Une métrique mal vendue

Si la technologie blockchain doit être adoptée à grande échelle, elle doit être capable de traiter d'énormes volumes de données à grande vitesse. De cette façon, les gens peuvent accéder au réseau quand ils en ont besoin, sans avoir à faire face à des engorgements ou à payer des frais de transaction exorbitants. C'est clair.

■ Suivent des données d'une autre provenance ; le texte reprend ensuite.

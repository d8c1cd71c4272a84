//! 测试用例结果存储操作

use super::SeaOrmStorage;
use crate::entity::test_case_results::{ActiveModel, Column, Entity as TestCaseResults};
use crate::errors::{AssignEaseError, Result};
use crate::models::test_case_results::entities::{TestCaseResult, UpsertTestCaseResult};
use sea_orm::sea_query::OnConflict;
use sea_orm::{ColumnTrait, EntityTrait, QueryFilter, QueryOrder, Set};

impl SeaOrmStorage {
    /// 写入或覆盖 (提交, 用例) 的评测结果
    pub async fn upsert_test_case_result_impl(
        &self,
        result: UpsertTestCaseResult,
    ) -> Result<TestCaseResult> {
        let now = chrono::Utc::now().timestamp();
        let submission_id = result.submission_id;
        let test_case_id = result.test_case_id;

        let model = ActiveModel {
            submission_id: Set(submission_id),
            test_case_id: Set(test_case_id),
            status: Set(result.status.to_string()),
            actual_output: Set(result.actual_output),
            execution_time: Set(result.execution_time),
            memory_used: Set(result.memory_used),
            judge0_token: Set(result.judge0_token),
            error_message: Set(result.error_message),
            created_at: Set(now),
            updated_at: Set(now),
            ..Default::default()
        };

        TestCaseResults::insert(model)
            .on_conflict(
                OnConflict::columns([Column::SubmissionId, Column::TestCaseId])
                    .update_columns([
                        Column::Status,
                        Column::ActualOutput,
                        Column::ExecutionTime,
                        Column::MemoryUsed,
                        Column::Judge0Token,
                        Column::ErrorMessage,
                        Column::UpdatedAt,
                    ])
                    .to_owned(),
            )
            .exec(&self.db)
            .await
            .map_err(|e| AssignEaseError::database_operation(format!("写入测试结果失败: {e}")))?;

        let stored = TestCaseResults::find()
            .filter(Column::SubmissionId.eq(submission_id))
            .filter(Column::TestCaseId.eq(test_case_id))
            .one(&self.db)
            .await
            .map_err(|e| AssignEaseError::database_operation(format!("查询测试结果失败: {e}")))?
            .ok_or_else(|| {
                AssignEaseError::database_operation(format!(
                    "测试结果写入后未找到: submission={submission_id}, test_case={test_case_id}"
                ))
            })?;

        Ok(stored.into_test_case_result())
    }

    /// 列出提交的全部评测结果
    pub async fn list_test_case_results_impl(
        &self,
        submission_id: i64,
    ) -> Result<Vec<TestCaseResult>> {
        let result = TestCaseResults::find()
            .filter(Column::SubmissionId.eq(submission_id))
            .order_by_asc(Column::TestCaseId)
            .all(&self.db)
            .await
            .map_err(|e| AssignEaseError::database_operation(format!("查询测试结果失败: {e}")))?;

        Ok(result
            .into_iter()
            .map(|m| m.into_test_case_result())
            .collect())
    }
}
use actix_web::{HttpRequest, HttpResponse, Result as ActixResult, web};
use once_cell::sync::Lazy;

use crate::models::assignments::requests::CreateAssignmentRequest;
use crate::models::questions::requests::CreateQuestionRequest;
use crate::services::AssignmentService;
use crate::utils::SafeIDI64;

// 懒加载的全局 AssignmentService 实例
static ASSIGNMENT_SERVICE: Lazy<AssignmentService> = Lazy::new(AssignmentService::new_lazy);

// 创建作业
pub async fn create_assignment(
    req: HttpRequest,
    body: web::Json<CreateAssignmentRequest>,
) -> ActixResult<HttpResponse> {
    ASSIGNMENT_SERVICE
        .create_assignment(&req, body.into_inner())
        .await
}

// 获取作业详情
pub async fn get_assignment(req: HttpRequest, path: SafeIDI64) -> ActixResult<HttpResponse> {
    ASSIGNMENT_SERVICE.get_assignment(&req, path.0).await
}

// 添加题目
pub async fn create_question(
    req: HttpRequest,
    path: SafeIDI64,
    body: web::Json<CreateQuestionRequest>,
) -> ActixResult<HttpResponse> {
    ASSIGNMENT_SERVICE
        .create_question(&req, path.0, body.into_inner())
        .await
}

// 作业评测汇总
pub async fn get_testcase_summary(
    req: HttpRequest,
    path: SafeIDI64,
) -> ActixResult<HttpResponse> {
    ASSIGNMENT_SERVICE.get_testcase_summary(&req, path.0).await
}

// 配置路由
pub fn configure_assignment_routes(cfg: &mut web::ServiceConfig) {
    cfg.service(
        web::scope("/api/v1/assignments")
            .service(web::resource("").route(web::post().to(create_assignment)))
            .service(web::resource("/{id}").route(web::get().to(get_assignment)))
            .service(web::resource("/{id}/questions").route(web::post().to(create_question)))
            .service(
                web::resource("/{id}/testcase-summary").route(web::get().to(get_testcase_summary)),
            ),
    );
}
pub mod entities;
pub mod requests;
pub mod responses;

Cependant, un TPS élevé ne garantit pas nécessairement cela, car ce chiffre est généralement mesuré en expédiant un token de protocole d'un portefeuille à un autre, aussi rapidement que possible. Il s'agit de la transaction la plus élémentaire qui puisse être effectuée sur une blockchain. Le transfert de tokens de protocole n'est pas une transaction très intensive en termes de calcul, ce qui explique pourquoi il est moins coûteux d'envoyer des ethers (ETH) que de transférer, par exemple, un ERC-20 - ce dernier contrat contient des données beaucoup plus complexes.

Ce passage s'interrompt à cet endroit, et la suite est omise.